Items from a data source
* * * *

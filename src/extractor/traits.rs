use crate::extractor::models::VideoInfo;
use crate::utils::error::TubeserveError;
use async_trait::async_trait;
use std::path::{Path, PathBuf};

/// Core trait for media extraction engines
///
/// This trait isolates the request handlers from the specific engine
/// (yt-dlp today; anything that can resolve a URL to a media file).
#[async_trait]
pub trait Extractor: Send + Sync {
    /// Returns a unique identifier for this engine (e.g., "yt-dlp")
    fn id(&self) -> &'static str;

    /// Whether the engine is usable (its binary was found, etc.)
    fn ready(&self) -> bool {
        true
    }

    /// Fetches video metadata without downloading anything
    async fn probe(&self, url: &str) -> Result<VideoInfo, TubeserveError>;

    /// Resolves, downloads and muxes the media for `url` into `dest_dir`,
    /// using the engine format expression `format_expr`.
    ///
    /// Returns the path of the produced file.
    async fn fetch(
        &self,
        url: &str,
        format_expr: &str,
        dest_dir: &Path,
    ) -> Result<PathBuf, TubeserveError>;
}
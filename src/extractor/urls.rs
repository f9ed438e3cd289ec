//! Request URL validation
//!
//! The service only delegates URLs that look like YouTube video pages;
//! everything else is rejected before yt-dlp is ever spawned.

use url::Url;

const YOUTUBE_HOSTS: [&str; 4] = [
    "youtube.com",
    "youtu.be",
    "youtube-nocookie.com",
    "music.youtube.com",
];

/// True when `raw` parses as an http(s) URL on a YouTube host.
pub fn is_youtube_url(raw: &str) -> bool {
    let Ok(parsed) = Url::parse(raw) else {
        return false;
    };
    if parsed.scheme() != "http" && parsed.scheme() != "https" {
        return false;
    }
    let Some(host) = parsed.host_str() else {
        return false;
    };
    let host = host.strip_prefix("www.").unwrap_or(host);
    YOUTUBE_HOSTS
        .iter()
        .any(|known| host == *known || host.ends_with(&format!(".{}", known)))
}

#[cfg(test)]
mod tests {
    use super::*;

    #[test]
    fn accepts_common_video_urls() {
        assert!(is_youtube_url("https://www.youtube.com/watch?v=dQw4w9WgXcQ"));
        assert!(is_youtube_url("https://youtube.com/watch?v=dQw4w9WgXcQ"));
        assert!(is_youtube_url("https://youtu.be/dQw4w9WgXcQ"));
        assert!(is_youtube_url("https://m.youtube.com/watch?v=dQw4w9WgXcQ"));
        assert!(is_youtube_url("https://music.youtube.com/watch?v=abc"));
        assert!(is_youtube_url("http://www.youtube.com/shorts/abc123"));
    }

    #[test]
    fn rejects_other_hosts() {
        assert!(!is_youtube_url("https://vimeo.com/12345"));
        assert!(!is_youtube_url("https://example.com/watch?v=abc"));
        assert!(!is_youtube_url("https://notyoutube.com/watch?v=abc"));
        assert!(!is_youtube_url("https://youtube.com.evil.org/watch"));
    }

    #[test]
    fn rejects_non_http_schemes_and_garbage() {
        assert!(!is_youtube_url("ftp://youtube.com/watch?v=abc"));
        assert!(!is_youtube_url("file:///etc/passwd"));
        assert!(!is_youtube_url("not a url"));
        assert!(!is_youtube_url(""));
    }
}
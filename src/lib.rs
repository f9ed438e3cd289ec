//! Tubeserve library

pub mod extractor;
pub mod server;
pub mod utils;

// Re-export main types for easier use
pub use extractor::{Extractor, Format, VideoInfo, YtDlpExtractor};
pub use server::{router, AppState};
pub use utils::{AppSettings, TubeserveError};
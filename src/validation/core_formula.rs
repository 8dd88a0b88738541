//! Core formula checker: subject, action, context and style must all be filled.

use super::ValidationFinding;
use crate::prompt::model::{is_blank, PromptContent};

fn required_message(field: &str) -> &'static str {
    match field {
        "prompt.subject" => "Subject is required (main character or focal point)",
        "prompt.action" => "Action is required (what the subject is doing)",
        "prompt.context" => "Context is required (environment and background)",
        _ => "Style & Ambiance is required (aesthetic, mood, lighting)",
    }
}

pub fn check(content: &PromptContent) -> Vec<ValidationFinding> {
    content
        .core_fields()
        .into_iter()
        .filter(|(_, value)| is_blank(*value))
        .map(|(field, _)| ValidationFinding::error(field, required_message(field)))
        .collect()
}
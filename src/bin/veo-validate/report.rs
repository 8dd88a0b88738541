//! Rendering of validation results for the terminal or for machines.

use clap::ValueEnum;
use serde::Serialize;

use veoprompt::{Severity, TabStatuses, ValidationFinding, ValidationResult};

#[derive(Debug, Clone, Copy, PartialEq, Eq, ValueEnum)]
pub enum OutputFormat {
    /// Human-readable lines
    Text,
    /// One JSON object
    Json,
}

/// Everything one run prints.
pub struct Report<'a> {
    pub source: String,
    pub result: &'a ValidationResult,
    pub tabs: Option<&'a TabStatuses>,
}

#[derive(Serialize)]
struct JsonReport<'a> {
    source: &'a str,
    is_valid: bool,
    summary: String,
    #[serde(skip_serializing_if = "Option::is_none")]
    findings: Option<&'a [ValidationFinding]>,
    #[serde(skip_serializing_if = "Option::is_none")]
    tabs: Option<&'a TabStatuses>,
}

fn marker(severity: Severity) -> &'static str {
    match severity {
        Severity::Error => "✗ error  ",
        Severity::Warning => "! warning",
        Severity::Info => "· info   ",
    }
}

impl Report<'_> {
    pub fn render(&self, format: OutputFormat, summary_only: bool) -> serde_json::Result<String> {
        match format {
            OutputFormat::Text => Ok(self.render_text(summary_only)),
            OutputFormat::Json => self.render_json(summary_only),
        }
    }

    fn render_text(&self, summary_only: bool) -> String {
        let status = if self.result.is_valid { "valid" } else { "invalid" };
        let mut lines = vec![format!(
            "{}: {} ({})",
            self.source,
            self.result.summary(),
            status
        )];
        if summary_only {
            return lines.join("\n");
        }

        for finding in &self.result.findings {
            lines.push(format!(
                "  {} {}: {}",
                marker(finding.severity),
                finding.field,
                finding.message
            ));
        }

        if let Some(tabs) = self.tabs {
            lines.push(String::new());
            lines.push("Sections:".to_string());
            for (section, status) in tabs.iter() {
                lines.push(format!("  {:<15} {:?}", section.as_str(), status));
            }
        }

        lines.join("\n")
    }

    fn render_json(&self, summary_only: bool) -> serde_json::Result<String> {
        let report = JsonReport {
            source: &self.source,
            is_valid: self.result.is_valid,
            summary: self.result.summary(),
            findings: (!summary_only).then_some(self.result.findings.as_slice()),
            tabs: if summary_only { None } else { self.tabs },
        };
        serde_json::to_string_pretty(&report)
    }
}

* * * *

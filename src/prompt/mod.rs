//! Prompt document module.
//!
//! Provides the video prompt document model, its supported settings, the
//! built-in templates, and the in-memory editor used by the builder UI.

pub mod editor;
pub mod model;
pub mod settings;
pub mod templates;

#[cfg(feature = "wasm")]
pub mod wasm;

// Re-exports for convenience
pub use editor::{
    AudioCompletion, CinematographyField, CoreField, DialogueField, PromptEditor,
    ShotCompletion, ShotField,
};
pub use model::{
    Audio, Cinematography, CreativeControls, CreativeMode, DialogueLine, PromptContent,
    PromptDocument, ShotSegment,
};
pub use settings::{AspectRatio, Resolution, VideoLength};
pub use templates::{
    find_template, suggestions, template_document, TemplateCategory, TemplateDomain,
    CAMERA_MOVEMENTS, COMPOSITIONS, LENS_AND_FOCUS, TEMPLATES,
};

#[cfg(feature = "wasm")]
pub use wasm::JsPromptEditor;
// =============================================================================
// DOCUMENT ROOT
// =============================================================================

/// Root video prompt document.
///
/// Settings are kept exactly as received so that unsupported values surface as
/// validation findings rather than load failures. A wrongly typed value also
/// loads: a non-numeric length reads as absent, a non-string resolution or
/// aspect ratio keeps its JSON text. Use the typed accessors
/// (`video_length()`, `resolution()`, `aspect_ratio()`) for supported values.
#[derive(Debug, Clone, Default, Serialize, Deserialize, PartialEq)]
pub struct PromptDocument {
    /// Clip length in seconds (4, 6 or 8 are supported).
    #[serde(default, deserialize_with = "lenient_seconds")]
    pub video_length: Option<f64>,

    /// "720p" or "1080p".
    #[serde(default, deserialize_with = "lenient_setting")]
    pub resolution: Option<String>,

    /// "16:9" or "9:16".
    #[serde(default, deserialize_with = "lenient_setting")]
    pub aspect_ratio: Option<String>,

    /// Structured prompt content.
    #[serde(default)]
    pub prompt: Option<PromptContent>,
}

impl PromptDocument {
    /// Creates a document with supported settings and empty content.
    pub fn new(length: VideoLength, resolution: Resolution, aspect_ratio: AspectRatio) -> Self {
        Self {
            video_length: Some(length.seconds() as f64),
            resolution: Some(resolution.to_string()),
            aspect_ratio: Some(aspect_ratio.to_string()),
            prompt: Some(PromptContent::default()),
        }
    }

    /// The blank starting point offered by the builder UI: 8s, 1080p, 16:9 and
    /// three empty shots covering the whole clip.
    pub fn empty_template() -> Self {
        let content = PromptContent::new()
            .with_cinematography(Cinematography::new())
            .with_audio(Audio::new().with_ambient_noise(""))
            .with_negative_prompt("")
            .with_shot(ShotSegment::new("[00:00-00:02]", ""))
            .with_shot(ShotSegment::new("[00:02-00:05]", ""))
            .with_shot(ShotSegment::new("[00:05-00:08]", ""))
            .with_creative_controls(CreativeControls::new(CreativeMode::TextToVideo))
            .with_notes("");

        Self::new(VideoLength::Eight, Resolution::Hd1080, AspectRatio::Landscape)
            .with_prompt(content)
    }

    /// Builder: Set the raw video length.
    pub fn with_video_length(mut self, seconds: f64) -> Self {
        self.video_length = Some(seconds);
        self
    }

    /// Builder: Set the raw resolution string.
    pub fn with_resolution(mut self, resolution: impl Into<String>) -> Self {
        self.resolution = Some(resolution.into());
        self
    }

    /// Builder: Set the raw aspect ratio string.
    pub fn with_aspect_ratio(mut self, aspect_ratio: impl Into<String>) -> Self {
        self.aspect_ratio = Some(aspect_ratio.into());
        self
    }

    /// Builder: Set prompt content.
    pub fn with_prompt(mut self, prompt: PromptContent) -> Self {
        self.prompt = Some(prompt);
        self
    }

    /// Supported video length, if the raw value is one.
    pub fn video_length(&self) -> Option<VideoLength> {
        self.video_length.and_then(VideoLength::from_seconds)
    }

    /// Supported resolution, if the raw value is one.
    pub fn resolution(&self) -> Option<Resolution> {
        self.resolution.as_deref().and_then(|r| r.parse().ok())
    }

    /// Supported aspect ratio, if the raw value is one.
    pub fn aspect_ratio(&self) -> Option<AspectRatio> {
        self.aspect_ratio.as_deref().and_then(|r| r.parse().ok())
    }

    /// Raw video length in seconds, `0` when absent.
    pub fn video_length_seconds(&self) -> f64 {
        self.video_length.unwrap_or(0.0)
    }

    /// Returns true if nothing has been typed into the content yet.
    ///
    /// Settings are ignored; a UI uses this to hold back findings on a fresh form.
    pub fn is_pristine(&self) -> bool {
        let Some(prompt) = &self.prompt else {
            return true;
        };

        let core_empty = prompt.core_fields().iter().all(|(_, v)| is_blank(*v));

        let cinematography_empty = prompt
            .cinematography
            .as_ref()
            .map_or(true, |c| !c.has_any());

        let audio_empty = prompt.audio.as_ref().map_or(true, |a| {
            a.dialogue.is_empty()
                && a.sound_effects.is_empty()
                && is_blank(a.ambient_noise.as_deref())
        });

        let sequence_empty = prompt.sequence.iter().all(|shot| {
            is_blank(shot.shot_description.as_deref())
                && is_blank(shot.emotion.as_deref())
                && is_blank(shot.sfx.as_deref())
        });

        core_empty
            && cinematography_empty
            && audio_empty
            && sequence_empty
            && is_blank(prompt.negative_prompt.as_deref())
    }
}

* * * *

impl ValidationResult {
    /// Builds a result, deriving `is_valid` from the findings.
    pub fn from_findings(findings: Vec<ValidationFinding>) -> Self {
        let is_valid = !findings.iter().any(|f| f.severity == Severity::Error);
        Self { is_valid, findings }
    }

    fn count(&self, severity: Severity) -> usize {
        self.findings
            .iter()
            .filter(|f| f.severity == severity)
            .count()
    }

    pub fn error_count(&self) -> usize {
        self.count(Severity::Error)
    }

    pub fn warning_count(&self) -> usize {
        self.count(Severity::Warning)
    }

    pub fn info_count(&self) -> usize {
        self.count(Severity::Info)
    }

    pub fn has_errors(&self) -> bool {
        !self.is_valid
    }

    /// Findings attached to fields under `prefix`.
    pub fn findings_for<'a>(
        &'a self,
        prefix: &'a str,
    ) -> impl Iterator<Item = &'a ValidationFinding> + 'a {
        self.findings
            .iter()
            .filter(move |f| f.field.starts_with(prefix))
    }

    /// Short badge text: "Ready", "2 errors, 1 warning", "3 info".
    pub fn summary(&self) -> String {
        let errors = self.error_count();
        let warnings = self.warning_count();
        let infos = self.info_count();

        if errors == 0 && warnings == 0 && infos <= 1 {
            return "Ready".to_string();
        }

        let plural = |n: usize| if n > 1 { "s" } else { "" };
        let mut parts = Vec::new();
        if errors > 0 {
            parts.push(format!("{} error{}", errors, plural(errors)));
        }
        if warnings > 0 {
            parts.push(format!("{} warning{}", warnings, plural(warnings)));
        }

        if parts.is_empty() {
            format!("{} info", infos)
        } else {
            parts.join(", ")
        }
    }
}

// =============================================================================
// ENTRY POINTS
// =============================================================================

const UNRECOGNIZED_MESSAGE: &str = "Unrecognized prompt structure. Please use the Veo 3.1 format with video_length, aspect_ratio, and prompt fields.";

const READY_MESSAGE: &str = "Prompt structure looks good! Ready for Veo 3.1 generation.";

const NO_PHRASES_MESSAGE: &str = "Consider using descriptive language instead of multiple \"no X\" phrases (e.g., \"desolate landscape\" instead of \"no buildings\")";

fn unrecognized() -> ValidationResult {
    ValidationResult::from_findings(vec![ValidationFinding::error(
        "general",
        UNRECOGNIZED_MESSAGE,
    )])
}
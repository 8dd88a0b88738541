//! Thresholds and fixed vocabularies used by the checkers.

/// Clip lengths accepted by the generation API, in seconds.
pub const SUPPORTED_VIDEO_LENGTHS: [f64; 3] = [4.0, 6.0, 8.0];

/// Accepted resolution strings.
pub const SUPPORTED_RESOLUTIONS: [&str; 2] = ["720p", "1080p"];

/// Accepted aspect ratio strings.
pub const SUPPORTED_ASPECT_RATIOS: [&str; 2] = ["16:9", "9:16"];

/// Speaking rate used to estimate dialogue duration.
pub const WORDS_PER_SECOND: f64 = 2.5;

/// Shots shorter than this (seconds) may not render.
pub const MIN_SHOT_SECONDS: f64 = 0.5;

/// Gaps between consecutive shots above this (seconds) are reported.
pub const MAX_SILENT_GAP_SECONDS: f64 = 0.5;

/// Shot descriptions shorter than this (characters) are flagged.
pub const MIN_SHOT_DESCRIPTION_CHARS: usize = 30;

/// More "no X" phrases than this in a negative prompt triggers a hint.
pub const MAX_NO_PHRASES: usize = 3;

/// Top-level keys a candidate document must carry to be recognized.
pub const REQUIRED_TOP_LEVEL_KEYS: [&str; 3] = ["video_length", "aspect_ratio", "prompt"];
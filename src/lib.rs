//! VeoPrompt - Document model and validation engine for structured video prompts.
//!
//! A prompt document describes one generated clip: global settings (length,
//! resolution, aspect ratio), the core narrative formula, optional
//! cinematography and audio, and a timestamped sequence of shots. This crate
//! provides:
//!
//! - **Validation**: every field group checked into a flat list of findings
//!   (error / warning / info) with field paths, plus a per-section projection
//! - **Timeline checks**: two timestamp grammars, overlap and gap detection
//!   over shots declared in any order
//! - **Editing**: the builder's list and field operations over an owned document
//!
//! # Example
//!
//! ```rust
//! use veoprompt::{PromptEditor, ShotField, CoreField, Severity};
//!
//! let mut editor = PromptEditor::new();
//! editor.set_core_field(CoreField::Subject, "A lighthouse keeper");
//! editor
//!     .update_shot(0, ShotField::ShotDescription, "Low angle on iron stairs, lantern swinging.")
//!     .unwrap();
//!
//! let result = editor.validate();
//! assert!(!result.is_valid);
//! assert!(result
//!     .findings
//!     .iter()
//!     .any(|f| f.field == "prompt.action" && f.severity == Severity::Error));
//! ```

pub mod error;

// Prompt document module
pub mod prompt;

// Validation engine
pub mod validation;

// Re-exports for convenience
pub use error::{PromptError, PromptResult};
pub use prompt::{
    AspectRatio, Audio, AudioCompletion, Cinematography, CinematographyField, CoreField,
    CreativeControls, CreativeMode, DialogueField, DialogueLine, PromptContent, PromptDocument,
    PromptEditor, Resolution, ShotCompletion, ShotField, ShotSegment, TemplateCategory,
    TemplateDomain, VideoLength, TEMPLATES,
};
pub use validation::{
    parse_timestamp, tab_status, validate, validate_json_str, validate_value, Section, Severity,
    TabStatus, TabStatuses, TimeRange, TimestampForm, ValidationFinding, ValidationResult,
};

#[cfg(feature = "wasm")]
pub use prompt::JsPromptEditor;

* * * *

■ **Work task**
Copy out only the lines above from the one with "f.severity == severity)" to the one with "const READY_MESSAGE: &str", inclusive, exactly as they stand.

■ **Task answer**
            .filter(|f| f.severity == severity)
            .count()
    }

    pub fn error_count(&self) -> usize {
        self.count(Severity::Error)
    }

    pub fn warning_count(&self) -> usize {
        self.count(Severity::Warning)
    }

    pub fn info_count(&self) -> usize {
        self.count(Severity::Info)
    }

    pub fn has_errors(&self) -> bool {
        !self.is_valid
    }

    /// Findings attached to fields under `prefix`.
    pub fn findings_for<'a>(
        &'a self,
        prefix: &'a str,
    ) -> impl Iterator<Item = &'a ValidationFinding> + 'a {
        self.findings
            .iter()
            .filter(move |f| f.field.starts_with(prefix))
    }

    /// Short badge text: "Ready", "2 errors, 1 warning", "3 info".
    pub fn summary(&self) -> String {
        let errors = self.error_count();
        let warnings = self.warning_count();
        let infos = self.info_count();

        if errors == 0 && warnings == 0 && infos <= 1 {
            return "Ready".to_string();
        }

        let plural = |n: usize| if n > 1 { "s" } else { "" };
        let mut parts = Vec::new();
        if errors > 0 {
            parts.push(format!("{} error{}", errors, plural(errors)));
        }
        if warnings > 0 {
            parts.push(format!("{} warning{}", warnings, plural(warnings)));
        }

        if parts.is_empty() {
            format!("{} info", infos)
        } else {
            parts.join(", ")
        }
    }
}

// =============================================================================
// ENTRY POINTS
// =============================================================================

const UNRECOGNIZED_MESSAGE: &str = "Unrecognized prompt structure. Please use the Veo 3.1 format with video_length, aspect_ratio, and prompt fields.";

const READY_MESSAGE: &str = "Prompt structure looks good! Ready for Veo 3.1 generation.";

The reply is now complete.